Of course, the star attraction during the quarter was the launch of the 11th generation Tiger Lake processors that feature the Iris Xe GPUs. Intel claims that these new processors are ideal for thin and light laptops, offering up to 2.7x faster content creation, over 20 percent faster office productivity, and over 2.0x faster gaming and streaming in “real-world workflows” over competing products.

Elsewhere, the global pandemic-induced economic slowdown continues to pose headwinds for Intel’s Internet of Things Group (IOTG) and Mobileye division. Nonetheless, Mobileye continues its relentless march ahead, having secured a contract with UAE’s Al Habtoor Group in September for the deployment of a robo-taxi fleet in the Emirates by the end of 2022. Bear in mind that the division already has agreements to deploy its autonomous vehicle technology in cities across France, Israel, Japan, and South Korea.

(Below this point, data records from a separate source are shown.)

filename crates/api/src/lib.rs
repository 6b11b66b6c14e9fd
//! HTTP API: server wiring, routing, and request/response mapping.

pub mod app;
pub mod authz;
pub mod context;
pub mod middleware;
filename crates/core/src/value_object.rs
//! Value object trait: equality by value, not identity.

/// Marker trait for value objects.
///
/// Value objects are immutable and compared by their attribute values. A
/// `Quantity` of 3 is the same as any other `Quantity` of 3, whereas two
/// clients with the same name are still different entities.
///
/// To "modify" a value object, build a new one through its validating
/// constructor; that keeps the invariant checks in one place.
pub trait ValueObject: Clone + PartialEq + core::fmt::Debug {}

Moreover, given the ongoing online learning and WFH trends, the Client Computing Group continues to benefit from an increase in PC shipments. According to the latest IDC data, PC shipments in the third quarter increased 14.6 percent year-over-year to 81.3 million units.

Intel's data-centric revenue has been a disappointment this quarter though as the company noted in its earnings release:

"Data-centric revenue* declined 10 percent while PC-centric revenue was better than expected, up 1 percent YoY."

Finally, as per our reporting this week, Intel is selling its memory unit business to SK Hynix for $9 billion. Specifically, the deal will include NAND SSD, NAND component and wafer business as well as Intel's 3D NAND plant in China. Commenting on the significance of this development, we had noted at the time:

“By offloading its memory division, Intel will have gotten rid of a division that has struggled to improve its profits and margins. Dropping memory prices have made it difficult for Intel to maintain comfortable margins for its products …”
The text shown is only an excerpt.